> [Problem]:
Output exactly the lines below, starting with the line that has "pub fn fail(&mut" and going on through the line that has "let mut writer = BufWriter::new(file);", both included, and no other lines.

> [Available records]:

/---

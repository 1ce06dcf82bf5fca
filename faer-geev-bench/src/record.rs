use crate::sysinfo::SystemInfo;
use eyre::{Result, WrapErr};
use faer_geev::{DType, Error};
use human_repr::HumanDuration;
use serde::{Deserialize, Serialize};
use std::collections::BTreeMap;
use std::fs::File;
use std::io::{BufWriter, Write};
use std::path::Path;
use std::time::Duration;

#[derive(Clone, Debug, PartialEq, Serialize, Deserialize)]
pub struct Measurement {
	/// position of the size in the configured list
	pub index: usize,
	pub n: usize,
	/// seconds
	pub elapsed: f64,
	pub system: Option<SystemInfo>,
}

#[derive(Clone, Debug, PartialEq, Serialize, Deserialize)]
pub struct CaseFailure {
	pub backend: String,
	pub n: usize,
	pub kind: String,
	pub message: String,
}

impl CaseFailure {
	pub fn new(backend: &str, n: usize, err: &Error) -> Self {
		Self {
			backend: backend.to_owned(),
			n,
			kind: err.kind().to_owned(),
			message: err.to_string(),
		}
	}
}

/// results of one benchmark run, appended to as cases complete
#[derive(Clone, Debug, PartialEq, Serialize, Deserialize)]
pub struct BenchmarkRecord {
	pub dtype: DType,
	pub sizes: Vec<usize>,
	/// backends that were run, in order
	pub backends: Vec<String>,
	pub timings: BTreeMap<String, Vec<Measurement>>,
	pub failures: Vec<CaseFailure>,
}

impl BenchmarkRecord {
	pub fn new(dtype: DType, sizes: Vec<usize>) -> Self {
		Self {
			dtype,
			sizes,
			backends: Vec::new(),
			timings: BTreeMap::new(),
			failures: Vec::new(),
		}
	}

	pub fn add_backend(&mut self, backend: &str) {
		if !self.backends.iter().any(|b| b == backend) {
			self.backends.push(backend.to_owned());
		}
		self.timings.entry(backend.to_owned()).or_default();
	}

	pub fn push(&mut self, backend: &str, measurement: Measurement) {
		self.add_backend(backend);
		if let Some(timings) = self.timings.get_mut(backend) {
			timings.push(measurement);
		}
	}

	pub fn fail(&mut self, failure: CaseFailure) {
		self.failures.push(failure);
	}

	/// elapsed seconds of `backend` at the `index`-th configured size, if that case succeeded
	pub fn elapsed(&self, backend: &str, index: usize) -> Option<f64> {
		self.timings.get(backend)?.iter().find(|m| m.index == index).map(|m| m.elapsed)
	}

	pub fn write_json(&self, path: &Path) -> Result<()> {
		let file = File::create(path).wrap_err_with(|| format!("failed to create `{}`", path.display()))?;
		let mut writer = BufWriter::new(file);
		serde_json::to_writer_pretty(&mut writer, self)?;
		writer.flush()?;
		Ok(())
	}

	/// one row per size, one column per backend, elapsed seconds. failed cases are left empty.
	pub fn write_csv(&self, path: &Path) -> Result<()> {
		let mut writer =
			csv::Writer::from_path(path).wrap_err_with(|| format!("failed to create `{}`", path.display()))?;

		let mut header = vec!["n".to_owned()];
		header.extend(self.backends.iter().cloned());
		writer.write_record(&header)?;

		for (index, &n) in self.sizes.iter().enumerate() {
			let mut row = vec![n.to_string()];
			for backend in &self.backends {
				row.push(self.elapsed(backend, index).map(|t| t.to_string()).unwrap_or_default());
			}
			writer.write_record(&row)?;
		}
		writer.flush()?;
		Ok(())
	}

	/// human-readable summary table
	pub fn table(&self) -> String {
		let fmt = |t: Option<f64>| match t {
			Some(t) => format!("{}", Duration::from_secs_f64(t).human_duration()),
			None => "failed".to_owned(),
		};

		let mut out = format!("eig ({})\n{:>6}", self.dtype, "");
		for backend in &self.backends {
			out += &format!(" {backend:>15}");
		}
		out.push('\n');

		for (index, &n) in self.sizes.iter().enumerate() {
			out += &format!("{n:>6}");
			for backend in &self.backends {
				out += &format!(" {:>15}", fmt(self.elapsed(backend, index)));
			}
			out.push('\n');
		}
		out
	}
}
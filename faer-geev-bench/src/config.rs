use clap::{Parser, ValueEnum};
use eyre::{Result, WrapErr};
use faer_geev::DType;
use serde::{Deserialize, Deserializer};
use std::path::{Path, PathBuf};

/// configuration file read when `--config` is not given, if it exists
pub const DEFAULT_CONFIG: &str = "bench.toml";

/// benchmarked implementation
#[derive(Copy, Clone, Debug, PartialEq, Eq, Hash, PartialOrd, Ord, Deserialize, ValueEnum)]
#[serde(rename_all = "kebab-case")]
pub enum BackendKind {
	/// faer's high-level eigendecomposition, called directly
	Faer,
	/// `geev` dispatch on the faer backend
	FaerGeev,
	/// `geev` dispatch on MAGMA
	Magma,
}

impl BackendKind {
	pub const ALL: [BackendKind; 3] = [BackendKind::Faer, BackendKind::FaerGeev, BackendKind::Magma];

	pub fn name(self) -> &'static str {
		match self {
			BackendKind::Faer => "faer",
			BackendKind::FaerGeev => "faer-geev",
			BackendKind::Magma => "magma",
		}
	}
}

fn dtype_tag<'de, D: Deserializer<'de>>(deserializer: D) -> Result<DType, D::Error> {
	let tag = String::deserialize(deserializer)?;
	DType::from_tag(&tag).map_err(serde::de::Error::custom)
}

#[derive(Clone, Debug, PartialEq, Deserialize)]
#[serde(default, deny_unknown_fields)]
pub struct BenchConfig {
	pub sizes: Vec<usize>,
	#[serde(deserialize_with = "dtype_tag")]
	pub dtype: DType,
	pub backends: Vec<BackendKind>,
	pub seed: u64,
	/// `1` is sequential, `0` uses every core
	pub threads: usize,
	pub warmup: bool,
	pub system_info: bool,
	pub output: PathBuf,
	pub csv: Option<PathBuf>,
	pub magma_library: Option<PathBuf>,
}

impl Default for BenchConfig {
	fn default() -> Self {
		Self {
			sizes: vec![250, 500, 1000, 2000, 4000, 8000],
			dtype: DType::F64,
			backends: BackendKind::ALL.to_vec(),
			seed: 1234,
			threads: 1,
			warmup: true,
			system_info: true,
			output: PathBuf::from("benchmark.json"),
			csv: None,
			magma_library: None,
		}
	}
}

/// times the dense non-symmetric eigensolver across backends and problem sizes
#[derive(Debug, Parser)]
#[command(version, about)]
pub struct Cli {
	/// configuration file, `bench.toml` is used when present
	#[arg(long)]
	pub config: Option<PathBuf>,
	/// problem sizes, in order
	#[arg(long, value_delimiter = ',')]
	pub sizes: Option<Vec<usize>>,
	/// element type: s, d, c, z (or f32, f64, c32, c64)
	#[arg(long)]
	pub dtype: Option<DType>,
	/// backends, in order
	#[arg(long, value_enum, value_delimiter = ',')]
	pub backends: Option<Vec<BackendKind>>,
	#[arg(long)]
	pub seed: Option<u64>,
	/// cpu threads, 0 uses every core
	#[arg(long)]
	pub threads: Option<usize>,
	/// skip the untimed 3x3 solve before each backend
	#[arg(long)]
	pub no_warmup: bool,
	/// do not record a system snapshot with each measurement
	#[arg(long)]
	pub no_system_info: bool,
	/// json artifact path
	#[arg(long)]
	pub output: Option<PathBuf>,
	/// csv summary path
	#[arg(long)]
	pub csv: Option<PathBuf>,
	/// path to libmagma, searched by name otherwise
	#[arg(long)]
	pub magma_library: Option<PathBuf>,
	/// print the system snapshot before running
	#[arg(long, short)]
	pub verbose: bool,
}

impl BenchConfig {
	pub fn from_toml(text: &str) -> Result<Self> {
		toml::from_str(text).wrap_err("invalid benchmark configuration")
	}

	pub fn from_file(path: &Path) -> Result<Self> {
		let text = std::fs::read_to_string(path).wrap_err_with(|| format!("failed to read `{}`", path.display()))?;
		Self::from_toml(&text).wrap_err_with(|| format!("in `{}`", path.display()))
	}

	/// reads the configuration file named by `cli`, or `bench.toml` if present, then applies the
	/// command line overrides
	pub fn load(cli: &Cli) -> Result<Self> {
		let base = match &cli.config {
			Some(path) => Self::from_file(path)?,
			None if Path::new(DEFAULT_CONFIG).exists() => Self::from_file(Path::new(DEFAULT_CONFIG))?,
			None => Self::default(),
		};
		Ok(base.with_overrides(cli))
	}

	pub fn with_overrides(mut self, cli: &Cli) -> Self {
		if let Some(sizes) = &cli.sizes {
			self.sizes = sizes.clone();
		}
		if let Some(dtype) = cli.dtype {
			self.dtype = dtype;
		}
		if let Some(backends) = &cli.backends {
			self.backends = backends.clone();
		}
		if let Some(seed) = cli.seed {
			self.seed = seed;
		}
		if let Some(threads) = cli.threads {
			self.threads = threads;
		}
		if cli.no_warmup {
			self.warmup = false;
		}
		if cli.no_system_info {
			self.system_info = false;
		}
		if let Some(output) = &cli.output {
			self.output = output.clone();
		}
		if let Some(csv) = &cli.csv {
			self.csv = Some(csv.clone());
		}
		if let Some(path) = &cli.magma_library {
			self.magma_library = Some(path.clone());
		}
		self
	}
}
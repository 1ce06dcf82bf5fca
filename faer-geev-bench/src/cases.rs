use crate::config::{BackendKind, BenchConfig};
use faer::complex_native::{c32, c64};
use faer::Mat;
use faer_geev::backend::faer::parallelism;
use faer_geev::{DynMatrix, Error, FaerBackend, GeevBackend, MagmaBackend, Matrix, Session};
use std::time::{Duration, Instant};

/// one benchmarked implementation
pub trait BenchCase {
	fn name(&self) -> &str;

	/// acquires whatever state the implementation needs for a sequence of solves
	fn open(&mut self) -> Result<Box<dyn CaseScope + '_>, Error>;
}

pub trait CaseScope {
	/// solves the eigenproblem of `a`, returning the time spent in the solver only
	fn solve(&mut self, a: DynMatrix) -> Result<Duration, Error>;
}

/// faer's high-level `Mat::eigendecomposition`, bypassing the `geev` dispatch
pub struct DirectFaer {
	threads: usize,
}

impl DirectFaer {
	pub fn new(threads: usize) -> Self {
		Self { threads }
	}
}

struct DirectFaerScope;

impl BenchCase for DirectFaer {
	fn name(&self) -> &str {
		BackendKind::Faer.name()
	}

	fn open(&mut self) -> Result<Box<dyn CaseScope + '_>, Error> {
		faer::set_global_parallelism(parallelism(self.threads));
		Ok(Box::new(DirectFaerScope))
	}
}

fn to_mat<T: Copy, E: faer::Entity>(a: &Matrix<T>, f: impl Fn(T) -> E) -> Mat<E> {
	Mat::from_fn(a.nrows(), a.ncols(), |i, j| f(a.read(i, j)))
}

fn timed<R>(f: impl FnOnce() -> R) -> Duration {
	let start = Instant::now();
	core::hint::black_box(f());
	start.elapsed()
}

impl CaseScope for DirectFaerScope {
	fn solve(&mut self, a: DynMatrix) -> Result<Duration, Error> {
		let (nrows, ncols) = a.shape();
		if nrows != ncols {
			return Err(Error::ShapeError { nrows, ncols });
		}
		if nrows == 0 {
			return Err(Error::InvalidDimension {
				nrows,
				ncols,
				len: None,
			});
		}

		Ok(match a {
			DynMatrix::F32(a) => {
				let a = to_mat(&a, |x| x);
				timed(|| a.eigendecomposition::<c32>())
			}
			DynMatrix::F64(a) => {
				let a = to_mat(&a, |x| x);
				timed(|| a.eigendecomposition::<c64>())
			}
			DynMatrix::C32(a) => {
				let a = to_mat(&a, |z| c32 { re: z.re, im: z.im });
				timed(|| a.eigendecomposition::<c32>())
			}
			DynMatrix::C64(a) => {
				let a = to_mat(&a, |z| c64 { re: z.re, im: z.im });
				timed(|| a.eigendecomposition::<c64>())
			}
		})
	}
}

/// the `geev` dispatch on a backend, one session per scope
pub struct CoreCase<B> {
	name: String,
	backend: B,
}

impl<B: GeevBackend> CoreCase<B> {
	pub fn new(name: impl Into<String>, backend: B) -> Self {
		Self {
			name: name.into(),
			backend,
		}
	}
}

struct CoreScope<'a, B: GeevBackend>(Session<'a, B>);

impl<B: GeevBackend> BenchCase for CoreCase<B> {
	fn name(&self) -> &str {
		&self.name
	}

	fn open(&mut self) -> Result<Box<dyn CaseScope + '_>, Error> {
		Ok(Box::new(CoreScope(Session::open(&mut self.backend)?)))
	}
}

impl<B: GeevBackend> CaseScope for CoreScope<'_, B> {
	fn solve(&mut self, a: DynMatrix) -> Result<Duration, Error> {
		let start = Instant::now();
		let eig = self.0.eig_dyn(a)?;
		let elapsed = start.elapsed();
		drop(core::hint::black_box(eig));
		Ok(elapsed)
	}
}

/// builds the configured cases in order. an unavailable MAGMA library is logged and skipped.
pub fn build(config: &BenchConfig) -> Vec<Box<dyn BenchCase>> {
	let mut cases: Vec<Box<dyn BenchCase>> = Vec::with_capacity(config.backends.len());
	for &kind in &config.backends {
		match kind {
			BackendKind::Faer => cases.push(Box::new(DirectFaer::new(config.threads))),
			BackendKind::FaerGeev => cases.push(Box::new(CoreCase::new(
				kind.name(),
				FaerBackend::with_threads(config.threads),
			))),
			BackendKind::Magma => match MagmaBackend::load(config.magma_library.as_deref()) {
				Ok(backend) => {
					log::info!("magma: using `{}`", backend.path());
					cases.push(Box::new(CoreCase::new(kind.name(), backend)));
				}
				Err(err) => log::warn!("magma: skipped, {err}"),
			},
		}
	}
	cases
}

\---

> [Answer to this problem]:
	pub fn fail(&mut self, failure: CaseFailure) {
		self.failures.push(failure);
	}

	/// elapsed seconds of `backend` at the `index`-th configured size, if that case succeeded
	pub fn elapsed(&self, backend: &str, index: usize) -> Option<f64> {
		self.timings.get(backend)?.iter().find(|m| m.index == index).map(|m| m.elapsed)
	}

	pub fn write_json(&self, path: &Path) -> Result<()> {
		let file = File::create(path).wrap_err_with(|| format!("failed to create `{}`", path.display()))?;
		let mut writer = BufWriter::new(file);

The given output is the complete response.